Most of these tools for checking reputation are built right into the software, meaning programs check hashes as a normal part of their operations.
Firefox uses hashes in the background to know if a file is malicious
One important job that Sonatype Repository Firewall performs for our customers is keeping bad, outdated, or malicious software out of the development process.
When a new program is analyzed, it’s checked against our database for problems. If it’s a known-good file, it’s passed along as normal. If a file is unknown or has a bad reputation (the objects in red and yellow below), it’s blocked. After they’re fully analyzed, any files with that same hash will always get treated the same way.
Whether that’s given the green light as great software or blocked from ever being used, hashing helps make sure its cataloged and managed according to your policy.
You can also manually check the hash values within the software:
Although many hashing tools are often built-in, it’s possible to manually check the results.
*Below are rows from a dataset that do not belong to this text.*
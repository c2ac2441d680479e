//! HTTP server configuration settings.

use std::net::SocketAddr;

use serde::Deserialize;

/// HTTP server configuration settings.
#[derive(Default, Debug, Clone, Deserialize)]
#[serde(default, deny_unknown_fields)]
pub struct ServerConfig {
    /// The socket address the server should listen on.
    pub listen_address: Option<SocketAddr>,
    /// Path of the health endpoint.
    pub health_path: Option<String>,
}

impl ServerConfig {
    /// The address to bind, falling back to the default port on all interfaces.
    pub fn listen_address_or_default(&self) -> SocketAddr {
        self.listen_address
            .unwrap_or_else(|| SocketAddr::from(([0, 0, 0, 0], 8080)))
    }

    /// Health endpoint path, `/health` unless overridden.
    pub fn health_path_or_default(&self) -> &str {
        self.health_path.as_deref().unwrap_or("/health")
    }
}
impl Gateway {
    /// Runs one request through its resolved chain and provider, producing
    /// the HTTP response.
    pub async fn execute(&self, request: PipelineRequest) -> GatewayResult<Response> {
        if request.depth > MAX_RECURSION_DEPTH {
            return Err(GatewayError::RecursionLimit);
        }

        let segments: Vec<&str> = request.plugin_segments.iter().map(String::as_str).collect();
        let chain = self.registry().resolve_chain(&segments, request.model());

        // Recursive handlers may short-circuit the pipeline entirely.
        let invoker = HandlerInvoker::new(self, request.depth + 1);

        for instance in chain.recursives() {
            let Some(handler) = instance.plugin.as_recursive() else {
                continue;
            };

            if let Some(response) = handler.handle(&instance.params, &invoker, &request).await? {
                return Ok(response);
            }
        }

        let provider = self.resolve_provider(&request)?;

        let mut request = request;
        normalize_model(&mut request, &provider);

        let streaming = request
            .body
            .get("stream")
            .and_then(Value::as_bool)
            .unwrap_or(false);

        if streaming {
            self.execute_stream(request, chain, provider).await
        } else {
            let (status, response_body) = self.run_to_json(&request, &chain, &provider).await?;

            json_response(status, &response_body)
        }
    }

    /// Capture-mode entry: no recursion stage, no streaming, returns the
    /// final response map.
    pub(crate) async fn execute_capture(&self, request: PipelineRequest) -> GatewayResult<JsonMap> {
        if request.depth > MAX_RECURSION_DEPTH {
            return Err(GatewayError::RecursionLimit);
        }

        let segments: Vec<&str> = request.plugin_segments.iter().map(String::as_str).collect();
        let chain = self.registry().resolve_chain(&segments, request.model());

        let provider = self.resolve_provider(&request)?;

        let mut request = request;
        normalize_model(&mut request, &provider);

        let (_, response_body) = self.run_to_json(&request, &chain, &provider).await?;

        Ok(response_body)
    }

    /// Non-streaming core: Before fold, upstream call, After fold. Invokes
    /// `OnError` hooks on every failure path before surfacing the error.
    async fn run_to_json(
        &self,
        request: &PipelineRequest,
        chain: &Chain,
        provider: &Arc<ProviderHandle>,
    ) -> GatewayResult<(u16, JsonMap)> {
        let body = match run_before(chain, provider, request, request.body.clone()).await {
            Ok(body) => body,
            Err(error) => {
                run_on_error(chain, provider, request, None, &error).await;
                return Err(error);
            }
        };

        let upstream = self
            .driver()
            .chat_completions(provider, request.format(), &body, &request.context)
            .await;

        let DriverResponse { status, body: response } = match upstream {
            Ok(response) => response,
            Err(error) => {
                run_on_error(chain, provider, request, Some(&body), &error).await;
                return Err(error);
            }
        };

        if !(200..300).contains(&status) {
            let error = GatewayError::Upstream { status, body: response };
            run_on_error(chain, provider, request, Some(&body), &error).await;
            return Err(error);
        }

        let mut response = response;

        for instance in chain.afters() {
            let Some(hook) = instance.plugin.as_after() else {
                continue;
            };

            response = match hook
                .after(&instance.params, provider, request, &body, status, response)
                .await
            {
                Ok(response) => response,
                Err(error) => {
                    run_on_error(chain, provider, request, Some(&body), &error).await;
                    return Err(error);
                }
            };
        }

        Ok((status, response))
    }

    async fn execute_stream(
        &self,
        request: PipelineRequest,
        chain: Chain,
        provider: Arc<ProviderHandle>,
    ) -> GatewayResult<Response> {
        let body = match run_before(&chain, &provider, &request, request.body.clone()).await {
            Ok(body) => body,
            Err(error) => {
                run_on_error(&chain, &provider, &request, None, &error).await;
                return Err(error);
            }
        };

        let upstream = self
            .driver()
            .chat_completions_stream(&provider, request.format(), &body, &request.context)
            .await;

        let upstream = match upstream {
            Ok(stream) => stream,
            Err(error) => {
                run_on_error(&chain, &provider, &request, Some(&body), &error).await;
                return Err(error);
            }
        };

        Ok(sse_response(StreamState {
            upstream,
            chain: Arc::new(chain),
            provider,
            request: Arc::new(request),
            body: Arc::new(body),
            last_chunk: None,
            pending: VecDeque::new(),
            done: false,
        }))
    }
}
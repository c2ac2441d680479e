//! Credential resolution for upstream providers.

use context::{Identity, RequestContext};
use secrecy::{ExposeSecret, SecretString};
use sha2::{Digest, Sha256};

use crate::{
    error::{GatewayError, GatewayResult},
    provider::ProviderHandle,
};

/// Resolves upstream credentials for a provider and scope.
///
/// Lookup order: the provider's configured key, then the
/// `<PROVIDER>_API_KEY` and `<PROVIDER>_KEY` environment variables with the
/// provider name uppercased and hyphens mapped to underscores.
#[derive(Debug, Default)]
pub struct AuthManager;

impl AuthManager {
    pub fn new() -> Self {
        Self
    }

    /// Collects the credential used to call `provider` for the given scope,
    /// recording a non-reversible key id on the request context.
    pub fn collect_target_auth(
        &self,
        scope: &str,
        provider: &ProviderHandle,
        context: &RequestContext,
    ) -> GatewayResult<SecretString> {
        let key = self.lookup(provider).ok_or_else(|| {
            GatewayError::Internal(format!(
                "No credentials for provider '{}' (scope '{scope}'): configure api_key or set {}_API_KEY",
                provider.name(),
                env_token(provider.name()),
            ))
        })?;

        context.set_identity(Identity {
            key_id: Some(key_id(key.expose_secret())),
            user_id: None,
        });

        Ok(key)
    }

    fn lookup(&self, provider: &ProviderHandle) -> Option<SecretString> {
        if let Some(key) = provider.configured_api_key() {
            return Some(key.clone());
        }

        let token = env_token(provider.name());

        for name in [format!("{token}_API_KEY"), format!("{token}_KEY")] {
            if let Ok(value) = std::env::var(&name)
                && !value.is_empty()
            {
                return Some(SecretString::from(value));
            }
        }

        None
    }
}

fn env_token(provider_name: &str) -> String {
    provider_name
        .chars()
        .map(|c| if c == '-' { '_' } else { c.to_ascii_uppercase() })
        .collect()
}

/// First 8 bytes of the SHA-256 of the key, hex encoded. Enough to correlate
/// usage without storing the credential anywhere.
fn key_id(key: &str) -> String {
    let digest = Sha256::digest(key.as_bytes());

    digest[..8].iter().map(|byte| format!("{byte:02x}")).collect()
}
One way to use a hash is to check the downloads from an untrusted website. Some security researchers will check hash values on files even from trusted locations, especially when saved to a critical workstation or server.
While there are dozens of tools that can do this, I use the open source PeaZip archive manager for Windows, Mac, and Linux.
To view hashes, right-click on a file, choose File Manager – File Tools – Checksum/hash file(s) and select the “Clipboard” tab.
From there, you can double-click on the SHA256 value and copy (CTRL+C or Apple+C). This value is the standard for security analysis.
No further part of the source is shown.